Co-owner Riki Kinnaird said revenue was on par with the same time last year but now almost 100 per cent of guests were domestic travellers, mostly from Auckland. Helen Cooper, co-owner of clothing and homeware store Bay of Islands Trading Co in Russell, said every day of the long weekend surpassed expectations.
''It was really busy. It felt like a weekend in February,'' she said.
''We hope it's an indication of what weekends will be like in winter. Obviously they won't be as big but if we can do reasonable business on Saturday and Sunday during winter that will get us through to summer.''
Meanwhile, it was the first big weekend of Kerikeri's Old Packhouse Market, with up to 900 customers on Saturday and 300 on Sunday.
However, Covid-19 rules allowing only 100 people in at a time led to queues stretching across the carpark.
Co-owner Judy Hyland hoped next weekend would be the last under level 2 limits.
She was optimistic about the future but without international tourists she did not expect customer numbers would return to the levels of last summer.
In some quarters, however, future prospects are grim, with Northland's biggest hotel operator laying off large numbers of staff.
Millennium Hotels, which owns the Copthorne at Waitangi and Ōmāpere as well as the Kingsgate in Paihia, announced last week it was shedding more than 70 per cent of its workforce, or about 910 jobs, across the country.
The Advocate has asked how many staff will be affected in Northland but had not had a response at edition time yesterday.
The Copthorne Hotel in Waitangi is closed with reopening due by October 1. The Copthorne Hokianga is open while the Kingsgate is offering reduced services.
Northland Camber of Commerce chief executive Steve Smith said some businesses, such as the Duke, did ''extremely well'' but across Northland the weekend was a mixed bag.
Whangārei cafes appeared to be busy on Saturday but emptied out when torrential rain hit on Sunday.
Retail sales had increased in Northland since the end of level 3 due to pent-up demand — shoppers buying things they couldn't get during lockdown — and people practising ''retail therapy''.

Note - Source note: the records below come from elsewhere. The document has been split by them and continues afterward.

//! Shared tokenizer for caption entities.
//!
//! Both the extractor and the autolinker consume this tokenizer, which keeps
//! their token boundaries identical by construction. Tokens carry byte
//! ranges into the source text so callers can reassemble the surrounding
//! text segments.

use regex::Regex;
use std::ops::Range;
use std::sync::LazyLock;

/// Longest hashtag name accepted, in characters.
pub const MAX_HASHTAG_LENGTH: usize = 100;

/// Longest mention handle accepted (without domain), in characters.
pub const MAX_HANDLE_LENGTH: usize = 64;

/// Hashtag: `#` plus word characters, not preceded by a word character.
/// `&` is also excluded as a prefix so HTML entities like `&#39;` never
/// introduce a tag.
static HASHTAG_REGEX: LazyLock<Regex> = LazyLock::new(|| {
    Regex::new(r"(?:^|[^\w&])(?P<tag>#(?P<name>\w+))").expect("invalid hashtag regex")
});

/// Mention: `@` plus a handle of ASCII word characters with interior dots,
/// optionally followed by a single `@domain` suffix for remote handles.
/// Same non-word-preceded boundary rule; a preceding `@` also does not
/// introduce a mention.
static MENTION_REGEX: LazyLock<Regex> = LazyLock::new(|| {
    Regex::new(
        r"(?:^|[^\w@])(?P<mention>@(?P<handle>[A-Za-z0-9_](?:[A-Za-z0-9_.]*[A-Za-z0-9_])?)(?:@(?P<domain>(?:[A-Za-z0-9-]+\.)+[A-Za-z]{2,}))?)",
    )
    .expect("invalid mention regex")
});

/// URL: permissive scheme + host match; trailing punctuation is trimmed
/// after the fact.
static URL_REGEX: LazyLock<Regex> =
    LazyLock::new(|| Regex::new(r#"https?://[^\s<>"']+"#).expect("invalid url regex"));

/// A single entity token with its byte range in the source text.
#[derive(Debug, Clone, PartialEq, Eq)]
pub enum EntityToken<'a> {
    /// `#name`; the range covers the leading `#`.
    Hashtag { name: &'a str, range: Range<usize> },
    /// `@handle` or `@handle@domain`; the range covers the full form.
    Mention {
        handle: &'a str,
        domain: Option<&'a str>,
        range: Range<usize>,
    },
    /// A bare URL.
    Url { text: &'a str, range: Range<usize> },
}

impl EntityToken<'_> {
    /// Byte range of the token in the source text.
    pub fn range(&self) -> Range<usize> {
        match self {
            EntityToken::Hashtag { range, .. }
            | EntityToken::Mention { range, .. }
            | EntityToken::Url { range, .. } => range.clone(),
        }
    }
}

/// Tokenize `text` into entity tokens ordered by position.
///
/// Deterministic and total: arbitrary input yields a (possibly empty) token
/// list, never a panic. URLs are matched first; hashtag and mention
/// candidates inside a URL span are suppressed so the spans never overlap.
pub fn tokenize(text: &str) -> Vec<EntityToken<'_>> {
    let mut tokens = Vec::new();
    let mut url_spans: Vec<Range<usize>> = Vec::new();

    for m in URL_REGEX.find_iter(text) {
        let trimmed = trim_url_candidate(m.as_str());
        if !has_host(trimmed) {
            continue;
        }
        let range = m.start()..m.start() + trimmed.len();
        url_spans.push(range.clone());
        tokens.push(EntityToken::Url {
            text: trimmed,
            range,
        });
    }

    for cap in HASHTAG_REGEX.captures_iter(text) {
        let (Some(tag), Some(name)) = (cap.name("tag"), cap.name("name")) else {
            continue;
        };
        if name.as_str().chars().count() > MAX_HASHTAG_LENGTH {
            continue;
        }
        if overlaps_any(&url_spans, tag.start(), tag.end()) {
            continue;
        }
        tokens.push(EntityToken::Hashtag {
            name: name.as_str(),
            range: tag.range(),
        });
    }

    for cap in MENTION_REGEX.captures_iter(text) {
        let (Some(mention), Some(handle)) = (cap.name("mention"), cap.name("handle")) else {
            continue;
        };
        if handle.as_str().len() > MAX_HANDLE_LENGTH {
            continue;
        }
        // The handle/domain classes are ASCII; reject forms glued to a
        // following letter or digit so `@alice日本` is not a mention.
        if next_char_is_alphanumeric(text, mention.end()) {
            continue;
        }
        if overlaps_any(&url_spans, mention.start(), mention.end()) {
            continue;
        }
        tokens.push(EntityToken::Mention {
            handle: handle.as_str(),
            domain: cap.name("domain").map(|d| d.as_str()),
            range: mention.range(),
        });
    }

    tokens.sort_by_key(|t| t.range().start);
    tokens
}

/// Strip trailing punctuation that is almost always sentence structure
/// rather than part of the URL. A closing parenthesis is kept when the URL
/// itself contains an opening one (wiki-style paths).
fn trim_url_candidate(candidate: &str) -> &str {
    let mut url = candidate;
    loop {
        match url.chars().last() {
            Some('.' | ',' | '!' | '?' | ';' | ':') => url = &url[..url.len() - 1],
            Some(')') if !url.contains('(') => url = &url[..url.len() - 1],
            _ => break,
        }
    }
    url
}

fn has_host(url: &str) -> bool {
    url.find("://")
        .and_then(|idx| url[idx + 3..].chars().next())
        .map_or(false, |c| c.is_ascii_alphanumeric())
}

fn overlaps_any(spans: &[Range<usize>], start: usize, end: usize) -> bool {
    spans.iter().any(|s| start < s.end && end > s.start)
}

fn next_char_is_alphanumeric(text: &str, at: usize) -> bool {
    text[at..].chars().next().map_or(false, |c| c.is_alphanumeric())
}
use chrono::{DateTime, Utc};
use serde::{Deserialize, Serialize};
use uuid::Uuid;

/// Post as seen by the entity pipeline.
///
/// `no_autolink` is the author's linking preference, joined in from the
/// profile at fetch time and read-only here. The pipeline mutates exactly
/// two columns: `rendered_caption` and `entities`.
#[derive(Debug, Clone, Serialize, Deserialize, sqlx::FromRow)]
pub struct Post {
    pub id: Uuid,
    pub author_id: Uuid,
    pub caption: String,
    pub rendered_caption: Option<String>,
    pub entities: Option<serde_json::Value>,
    pub no_autolink: bool,
}

/// Canonical hashtag record. `slug` is the case-folded unique key; `name`
/// preserves the display case of the first occurrence.
#[derive(Debug, Clone, Serialize, Deserialize, sqlx::FromRow)]
pub struct Hashtag {
    pub id: Uuid,
    pub name: String,
    pub slug: String,
    pub created_at: DateTime<Utc>,
}

/// Mention row linking a post to the mentioned profile. Unique per
/// (post, profile); fresh creation triggers exactly one notification.
#[derive(Debug, Clone, Serialize, Deserialize, sqlx::FromRow)]
pub struct Mention {
    pub id: Uuid,
    pub post_id: Uuid,
    pub profile_id: Uuid,
    pub created_at: DateTime<Utc>,
}

/// Profile, owned by the identity service and read-only here.
#[derive(Debug, Clone, Serialize, Deserialize, sqlx::FromRow)]
pub struct Profile {
    pub id: Uuid,
    pub username: String,
    pub no_autolink: bool,
}
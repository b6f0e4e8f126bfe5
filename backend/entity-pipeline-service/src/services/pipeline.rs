//! Entity pipeline: gate, extract, render, persist, notify, deliver.
//!
//! One invocation per post, no shared in-process state. Safe to re-run:
//! persistence is idempotent and notifications fire only on freshly created
//! mention rows, so a duplicate retry converges on the same rows and emits
//! nothing twice.

use std::collections::HashSet;
use std::sync::Arc;

use tracing::{debug, info, warn};
use uuid::Uuid;

use text_entities::{autolink, extract, nl2br, slugify, ExtractedEntities};

use crate::error::{PipelineError, PipelineResult};
use crate::models::Post;
use crate::repository::EntityStore;
use crate::services::kafka_events::EventPublisher;

pub use text_entities::AutolinkOptions;

/// States of one pipeline invocation, in order. `Gated` is terminal on its
/// own; every other run walks forward to `Delivered`.
#[derive(Debug, Clone, Copy, PartialEq, Eq)]
pub enum PipelineState {
    Gated,
    Extracted,
    Rendered,
    Persisted,
    Delivered,
}

/// Outcome of one pipeline invocation.
#[derive(Debug, Clone)]
pub struct PipelineReport {
    pub state: PipelineState,
    /// Unique hashtag associations ensured for the post.
    pub hashtags_linked: usize,
    /// Mention rows freshly created by this run.
    pub mentions_created: usize,
    /// Mention handles that resolved to no profile.
    pub mentions_skipped: usize,
    /// Notification events actually published.
    pub notifications_published: usize,
    /// Whether the federation delivery signal went out.
    pub delivery_requested: bool,
}

impl PipelineReport {
    fn new(state: PipelineState) -> Self {
        Self {
            state,
            hashtags_linked: 0,
            mentions_created: 0,
            mentions_skipped: 0,
            notifications_published: 0,
            delivery_requested: false,
        }
    }
}

/// Pipeline tuning, passed in explicitly at construction.
#[derive(Debug, Clone)]
pub struct PipelineOptions {
    pub autolink: AutolinkOptions,
    /// System-wide federation flag.
    pub federation_enabled: bool,
    /// Upper bound on accepted caption size, in bytes.
    pub max_caption_length: usize,
}

impl Default for PipelineOptions {
    fn default() -> Self {
        Self {
            autolink: AutolinkOptions::default(),
            federation_enabled: false,
            max_caption_length: 65_536,
        }
    }
}

/// Orchestrates the entity pipeline over the store and publisher seams.
pub struct EntityPipeline {
    store: Arc<dyn EntityStore>,
    publisher: Arc<dyn EventPublisher>,
    options: PipelineOptions,
}

impl EntityPipeline {
    pub fn new(
        store: Arc<dyn EntityStore>,
        publisher: Arc<dyn EventPublisher>,
        options: PipelineOptions,
    ) -> Self {
        Self {
            store,
            publisher,
            options,
        }
    }

    /// Run the full pipeline for one post.
    ///
    /// Only storage unavailability aborts the run; unresolvable mentions and
    /// event publish failures are tolerated per unit. Errors are retryable
    /// by re-running the whole pipeline from the start.
    pub async fn process(&self, post: &Post) -> PipelineResult<PipelineReport> {
        if post.no_autolink {
            debug!(post_id = %post.id, "autolink disabled for author, skipping");
            return Ok(PipelineReport::new(PipelineState::Gated));
        }

        if post.caption.len() > self.options.max_caption_length {
            return Err(PipelineError::Extraction(format!(
                "caption of {} bytes exceeds bound of {}",
                post.caption.len(),
                self.options.max_caption_length
            )));
        }

        let entities = extract(&post.caption);
        let mut report = PipelineReport::new(PipelineState::Extracted);

        let rendered = nl2br(&autolink(&post.caption, &self.options.autolink));
        report.state = PipelineState::Rendered;

        let serialized = serde_json::to_value(&entities)?;
        self.store
            .update_rendered_caption(post.id, &rendered, &serialized)
            .await?;

        report.hashtags_linked = self.store_hashtags(post, &entities).await?;

        let (created_profiles, skipped) = self.store_mentions(post, &entities).await?;
        report.mentions_created = created_profiles.len();
        report.mentions_skipped = skipped;
        report.state = PipelineState::Persisted;

        for profile_id in created_profiles {
            match self
                .publisher
                .publish_mention_created(post.id, profile_id)
                .await
            {
                Ok(()) => report.notifications_published += 1,
                Err(err) => warn!(
                    post_id = %post.id,
                    profile_id = %profile_id,
                    error = %err,
                    "Failed to publish mention notification"
                ),
            }
        }

        if self.options.federation_enabled {
            match self.publisher.publish_delivery_requested(post.id).await {
                Ok(()) => report.delivery_requested = true,
                Err(err) => warn!(
                    post_id = %post.id,
                    error = %err,
                    "Failed to publish delivery signal"
                ),
            }
        }
        report.state = PipelineState::Delivered;

        info!(
            post_id = %post.id,
            hashtags = report.hashtags_linked,
            mentions = report.mentions_created,
            skipped = report.mentions_skipped,
            "Entity pipeline completed"
        );

        Ok(report)
    }

    /// Idempotently ensure one hashtag row and one association per unique
    /// (case-folded) tag. Each pair is individually atomic; a failure here
    /// does not undo the caption update.
    async fn store_hashtags(
        &self,
        post: &Post,
        entities: &ExtractedEntities,
    ) -> PipelineResult<usize> {
        let unique = dedup_hashtags(&entities.hashtags);
        for (name, slug) in &unique {
            let hashtag = self.store.find_or_create_hashtag(name, slug).await?;
            self.store
                .find_or_create_post_hashtag(post.id, hashtag.id, post.author_id)
                .await?;
        }
        Ok(unique.len())
    }

    /// Resolve and persist unique mentions. Returns the profile ids of
    /// freshly created mention rows plus the count of handles that did not
    /// resolve (skipped, never an error).
    async fn store_mentions(
        &self,
        post: &Post,
        entities: &ExtractedEntities,
    ) -> PipelineResult<(Vec<Uuid>, usize)> {
        let mut created = Vec::new();
        let mut skipped = 0;

        for handle in dedup_mentions(&entities.mentions) {
            let Some(profile) = self.store.find_profile_by_username(&handle).await? else {
                debug!(post_id = %post.id, handle = %handle, "Mentioned profile not found, skipping");
                skipped += 1;
                continue;
            };

            if self
                .store
                .create_mention_if_absent(post.id, profile.id)
                .await?
                .is_some()
            {
                created.push(profile.id);
            }
        }

        Ok((created, skipped))
    }
}

/// Deduplicate raw hashtags by case-folded slug, preserving first
/// occurrence order and display case.
fn dedup_hashtags(raw: &[String]) -> Vec<(String, String)> {
    let mut seen = HashSet::new();
    let mut unique = Vec::new();
    for name in raw {
        let slug = slugify(name);
        if seen.insert(slug.clone()) {
            unique.push((name.clone(), slug));
        }
    }
    unique
}

/// Deduplicate raw mention handles case-insensitively, lowercased for
/// resolution.
fn dedup_mentions(raw: &[String]) -> Vec<String> {
    let mut seen = HashSet::new();
    let mut unique = Vec::new();
    for handle in raw {
        let lowered = handle.to_lowercase();
        if seen.insert(lowered.clone()) {
            unique.push(lowered);
        }
    }
    unique
}
//! Entity lexing for user-authored text.
//!
//! Finds #hashtags, @mentions and URLs in post captions and renders captions
//! into HTML-safe markup with entities wrapped in anchors. Extraction and
//! autolinking share one tokenizer, so both passes always agree on token
//! boundaries.

pub mod autolink;
pub mod extractor;
pub mod tokenizer;

pub use autolink::{autolink, nl2br, AutolinkOptions};
pub use extractor::{extract, ExtractedEntities, UrlEntity};
pub use tokenizer::{tokenize, EntityToken};

/// Derive the canonical URL-safe slug for a hashtag name.
///
/// Case-folds the display name and replaces underscores with dashes, so
/// `"Music"` and `"music"` share the slug `"music"` and `"no_filter"`
/// becomes `"no-filter"`.
pub fn slugify(name: &str) -> String {
    name.to_lowercase().replace('_', "-")
}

It was not yet clear what the new normal would be.
''But in the next week or two, as winter sets in, the overall spend will decline, unfortunately,'' Smith said.
Reasons for optimism included a Government-funded campaign to promote domestic tourism in the regions and plans by sporting codes such as football to bring major fixtures to Northland, boosting demand at hotels and restaurants.
On July 8 the Chamber would hold a Super-BA5 (business after 5) event, most likely in Russell, focused on Covid recovery in the tourism and hospitality industries, he said.